Blackstone bets $5 billion on Google’s secret AI chip to rival Nvidia

Blackstone is backing Google’s artificial intelligence ambitions with a major investment in a new data center venture built around Google’s in-house AI chips.
The alternative-asset giant is committing an initial $5 billion in equity to a new US-based AI cloud venture with Google, with plans to bring 500 megawatts of data center capacity online by 2027.
Including leverage, the investment could eventually reach about $25 billion, a Bloomberg report said.
The bet seems enormous as AI compute demand explodes, Google wants its Tensor Processing Units, or TPUs, to become a real alternative to Nvidia’s dominant GPUs.
Google’s Nvidia challenge
The new company is designed around Google’s TPUs, the custom chips it built for artificial intelligence workloads.
That makes the venture more focused than a conventional hyperscale data center project.
It is not simply about adding server capacity, but also about creating a third-party platform where customers can rent access to Google’s AI hardware, software and infrastructure as a service.
That puts the deal closer to the “neocloud” model made popular by companies such as CoreWeave, which built its business around providing AI developers with access to Nvidia-powered compute.
The difference lies in the chips: CoreWeave built its business around Nvidia’s ecosystem, while Google and Blackstone are now trying to create a similar marketplace centered on Google’s TPUs.
For Blackstone, the appeal is obvious as AI infrastructure has become one of the largest capital-deployment opportunities in the world.
Data centers require large amounts of land, power, cooling, fiber connectivity and financing, making infrastructure-focused investors such as Blackstone natural participants in the sector.
Blackstone President Jon Gray framed the deal as a “generational opportunity” to invest in AI infrastructure, saying the new company can help meet unprecedented demand for compute.
Google’s chip bet gets a new route to market
Google’s TPUs are not new, as the company has spent more than a decade developing and using them internally to train and run AI models.
They help power Google’s own products, including Gemini, and are built specifically for AI training and inference rather than general-purpose computing.
What is new is the distribution model.
Historically, Google’s TPUs have been closely tied to Google Cloud.
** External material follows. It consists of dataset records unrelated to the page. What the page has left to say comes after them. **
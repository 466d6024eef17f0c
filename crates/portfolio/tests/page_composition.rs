use portfolio::config::SiteConfig;
use portfolio::content::catalog;
use portfolio::page::render::escape_html;
use portfolio::page::{ComposeContext, PageComposer, PageKind, Route, SectionKind};
use portfolio::reveal::{RevealState, SectionId, Transition};

fn setup() -> (PageComposer, ComposeContext) {
    let site = SiteConfig::default();
    (
        PageComposer::new(&site),
        ComposeContext::new(&site).with_year(2025),
    )
}

#[test]
fn root_path_renders_home_and_about_path_renders_biography() {
    let (composer, ctx) = setup();

    let home_route = Route::resolve("/").expect("home route");
    let home = composer.compose(home_route, &ctx).expect("home composes");
    assert_eq!(home.kind, PageKind::Route(Route::Home));
    let html = home.render(&ctx).expect("home renders");
    assert!(html.contains("<title>Lab of Neural Dynamics</title>"));
    assert!(html.contains("id=\"projects\""));
    assert!(!html.contains("id=\"biography\""));

    let about_route = Route::resolve("/about").expect("about route");
    let about = composer.compose(about_route, &ctx).expect("about composes");
    let html = about.render(&ctx).expect("about renders");
    assert!(html.contains("<title>Biography | Lab of Neural Dynamics</title>"));
    for chapter in catalog::biography() {
        assert!(html.contains(&format!("id=\"{}\"", chapter.id)));
    }
    assert!(html.contains("href=\"/\">Return to Portfolio</a>"));
}

#[test]
fn composed_sections_reveal_once() {
    let (composer, ctx) = setup();
    let mut page = composer.compose(Route::Home, &ctx).expect("home composes");
    let projects = SectionId::new(SectionKind::Projects.anchor());

    assert_eq!(page.observer.state(&projects), Some(RevealState::Unseen));
    assert_eq!(page.observer.intersect(&projects, true), Transition::Started);
    assert_eq!(page.observer.animation_finished(&projects), Transition::Completed);
    assert_eq!(page.observer.intersect(&projects, false), Transition::Ignored);
    assert_eq!(page.observer.intersect(&projects, true), Transition::Ignored);
    assert_eq!(page.observer.state(&projects), Some(RevealState::Revealed));
}

#[test]
fn avatar_failure_leaves_the_about_section_readable() {
    let (composer, ctx) = setup();
    let page = composer.compose(Route::Home, &ctx).expect("home composes");
    let about = page.section(SectionKind::About).expect("about section");
    let profile = catalog::profile();

    // the image removes itself on error and the initials underneath remain
    assert!(about.body.contains("onerror=\"this.remove()\""));
    assert!(about
        .body
        .contains(&format!("aria-hidden=\"true\">{}</span>", profile.initials())));
    for paragraph in profile.summary {
        assert!(about.body.contains(&escape_html(paragraph)));
    }
}

#[test]
fn deferred_fragments_match_their_inline_rendering() {
    let (composer, ctx) = setup();
    let deferred = composer.compose(Route::Home, &ctx).expect("home composes");
    let placeholder = deferred
        .section(SectionKind::Testimonials)
        .expect("testimonials planned");
    assert!(placeholder.plan.is_deferred());
    assert!(placeholder.body.contains("aria-busy=\"true\""));

    let inline_site = SiteConfig {
        defer_sections: false,
        ..SiteConfig::default()
    };
    let inline = PageComposer::new(&inline_site)
        .compose(Route::Home, &ctx)
        .expect("inline home composes");
    let fragment = composer
        .fragment(SectionKind::Testimonials, None)
        .expect("fragment renders");
    assert_eq!(
        inline.section(SectionKind::Testimonials).map(|s| s.body.as_str()),
        Some(fragment.as_str())
    );
}

#[test]
fn certification_fragment_filters_to_ai() {
    let (composer, _) = setup();
    let html = composer
        .fragment(SectionKind::Certifications, Some("AI"))
        .expect("certifications fragment");
    let found: Vec<&str> = html
        .match_indices("<article class=\"card certification\" data-id=\"")
        .map(|(index, needle)| {
            let rest = &html[index + needle.len()..];
            &rest[..rest.find('"').expect("closing quote")]
        })
        .collect();
    assert_eq!(
        found,
        vec!["dl-specialization", "tensorflow-developer", "stanford-ai-safety"]
    );
    assert!(html.contains("data-widget=\"glass-shapes\""));
    // the other credentials stay in the markup so tabs switch in place
    assert_eq!(
        html.matches("<article hidden class=\"card certification\"").count(),
        catalog::certifications().len() - 3
    );
    assert!(html.contains("<p hidden class=\"empty\">"));
}

#[test]
fn first_render_carries_every_card_for_in_place_filtering() {
    let (composer, ctx) = setup();
    let page = composer.compose(Route::Home, &ctx).expect("home composes");
    let projects = &page
        .section(SectionKind::Projects)
        .expect("projects planned")
        .body;
    for project in catalog::projects() {
        assert!(projects.contains(&format!("data-id=\"{}\"", project.id)));
    }
    assert!(!projects.contains("<article hidden"));
    assert!(projects.contains("data-category=\"all\" aria-selected=\"true\""));
}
This venture gives them a wider route to customers, backed by Blackstone’s capital and data center development capabilities.
In simple words, Google is trying to make its AI chips easier for outside companies to access without forcing every customer relationship to fit neatly inside the traditional Google Cloud box.
The leadership choice also sends a signal as the venture will be run by Benjamin Treynor Sloss, a longtime Google executive with deep experience in infrastructure and operations.
For Google Cloud, the prize is strategic as Nvidia has become the default supplier for much of the AI boom.
But cloud providers increasingly want more control over the hardware stack, both to reduce costs and to differentiate their platforms.